Monitors an ECS cluster for running tasks of a particular family and cycles the tasks if the age is greater than a given threshold
It's possible for tasks running in ECS that are 'one-time' tasks, that should have a set lifetime to hang, and never get killed, thereby taking up resources on the cluster than could be used by other tasks. These tasks should be stopped and removed if they are older than expected.
Since manual work sucks, we've developed this solution which will kill any tasks (of the given family) if the age of the task is greater than the given max-age (defaults to 48 hours).
Auto-remediation FTW!
Two separate solutions are provided here. You can run this in a docker container (and hence schedule it as an ECS task) or you can run it as a lambda (and schedule the lambda run)
This tool was developed with the idea of it being run periodically. This can be accomplished using a lambda that is scheduled to be invoked on a periodic basis.
Included here is a sample samconfig.toml file that can be filled in with appropriate values. If you would like to
operate on more than one cluster (eg. multiple regions) then you can modify the template.yaml and add more events
similar to the exiting ScheduleUsEast1
event
Once all values have been filled in, you can build and deploy the lambda as follows:
cd lambda
sam build && sam deploy --config-env prod --profile <aws_cli_profile_name>
- Docker must be installed
- Either an AWS role (if running on EC2) or an access key/secret key
The easiest way to run the tool is from docker (because docker rocks). You will need to pass in variables specific to the ECS task you want to affect
docker pull signiant/task-cleanup
docker run \
signiant/task-cleanup \
--task-name-prefix one-time-task \
--cluster-name test-cluster \
--max-age 30
--region us-east-1 \
--dryrun
In this example, the arguments after the image name are
- --task name prefix
- --cluster-name
- --max-age
- --region
- --dryrun (don't actually kill any tasks - display only)

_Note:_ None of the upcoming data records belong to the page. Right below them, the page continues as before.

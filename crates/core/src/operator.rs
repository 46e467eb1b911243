//! Comparison operators bound to condition elements.
//!
//! Persisted conditions carry a free-form comparator string (`"<"`, `">"`,
//! `"="`) plus category-specific overrides. [`resolve_operator`] turns that
//! pair into an [`Operator`]; the mapping is kept exactly as the definitions
//! store expects and is not meant to grow.

use std::fmt;

use serde::{Deserialize, Serialize};

use crate::definitions::ConditionCategory;
use crate::error::CoreError;
use crate::status::AvailabilityType;

/// Whether an operator remembers prior observations.
///
/// Stateful operators track the element's `active` flag and can emit
/// deactivate notifications. Stateless operators only ever activate.
#[derive(Debug, Clone, Copy, PartialEq, Eq)]
pub enum OperatorKind {
    Stateless,
    Stateful,
}

#[derive(Debug, Clone, Copy, PartialEq, Eq, Hash, Serialize, Deserialize)]
#[serde(rename_all = "SCREAMING_SNAKE_CASE")]
pub enum Operator {
    Equals,
    LessThan,
    GreaterThan,
    GreaterThanOrEqualTo,
    Changes,
    ChangesFrom,
    ChangesTo,
}

impl Operator {
    pub fn kind(self) -> OperatorKind {
        match self {
            Self::Equals | Self::LessThan | Self::GreaterThan | Self::GreaterThanOrEqualTo => {
                OperatorKind::Stateless
            }
            Self::Changes | Self::ChangesFrom | Self::ChangesTo => OperatorKind::Stateful,
        }
    }

    pub fn is_stateful(self) -> bool {
        self.kind() == OperatorKind::Stateful
    }

    pub fn as_str(self) -> &'static str {
        match self {
            Self::Equals => "EQUALS",
            Self::LessThan => "LESS_THAN",
            Self::GreaterThan => "GREATER_THAN",
            Self::GreaterThanOrEqualTo => "GREATER_THAN_OR_EQUAL_TO",
            Self::Changes => "CHANGES",
            Self::ChangesFrom => "CHANGES_FROM",
            Self::ChangesTo => "CHANGES_TO",
        }
    }
}

impl fmt::Display for Operator {
    fn fmt(&self, f: &mut fmt::Formatter<'_>) -> fmt::Result {
        f.write_str(self.as_str())
    }
}

/// Map a persisted (category, comparator, option) triple to an operator.
///
/// | Category       | Result                                             |
/// |----------------|----------------------------------------------------|
/// | `CONTROL`      | `EQUALS`                                           |
/// | `EVENT`        | `GREATER_THAN_OR_EQUAL_TO`                         |
/// | `CHANGE`       | `CHANGES`                                          |
/// | `TRAIT`        | `CHANGES`                                          |
/// | `AVAILABILITY` | option `DOWN` → `CHANGES_FROM`, `UP` → `CHANGES_TO` |
/// | otherwise      | comparator `<`, `>`, `=`                           |
///
/// Availability conditions are stored relative to `UP` in both directions so
/// that a resource coming back from an unknown state still matches.
pub fn resolve_operator(
    category: ConditionCategory,
    comparator: Option<&str>,
    option: Option<&str>,
) -> Result<Operator, CoreError> {
    match category {
        ConditionCategory::Control => return Ok(Operator::Equals),
        ConditionCategory::Event => return Ok(Operator::GreaterThanOrEqualTo),
        ConditionCategory::Change | ConditionCategory::Trait => return Ok(Operator::Changes),
        ConditionCategory::Availability => {
            let option = option.unwrap_or_default();
            return match option.parse::<AvailabilityType>() {
                Ok(AvailabilityType::Down) => Ok(Operator::ChangesFrom),
                Ok(AvailabilityType::Up) => Ok(Operator::ChangesTo),
                _ => Err(CoreError::UnsupportedOperator(format!(
                    "invalid availability option '{option}'"
                ))),
            };
        }
        ConditionCategory::Threshold | ConditionCategory::Baseline => {}
    }

    match comparator.map(str::trim) {
        Some("<") => Ok(Operator::LessThan),
        Some(">") => Ok(Operator::GreaterThan),
        Some("=") => Ok(Operator::Equals),
        other => Err(CoreError::UnsupportedOperator(format!(
            "comparator '{}' is not supported for {category}",
            other.unwrap_or_default()
        ))),
    }
}

// ---------------------------------------------------------------------------
// Tests
// ---------------------------------------------------------------------------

In the above example, we query the cluster for tasks using task definitions beginning with one-time-task (done this way because cloudformation generated task definitions have a random suffix appended). Once we have found the active task definitons, we check the given cluster for running tasks using those task defintions that are older than the given max-age (30 hours in this case), and then stop those tasks.
To use an AWS access key/secret key rather than a role:
docker run \
-e AWS_ACCESS_KEY_ID=XXXXXX \
-e AWS_SECRET_ACCESS_KEY=XXXXX \
signiant/task-cleanup \
--task-name-prefix one-time-task \
--cluster-name test-cluster \
--region us-east-1 \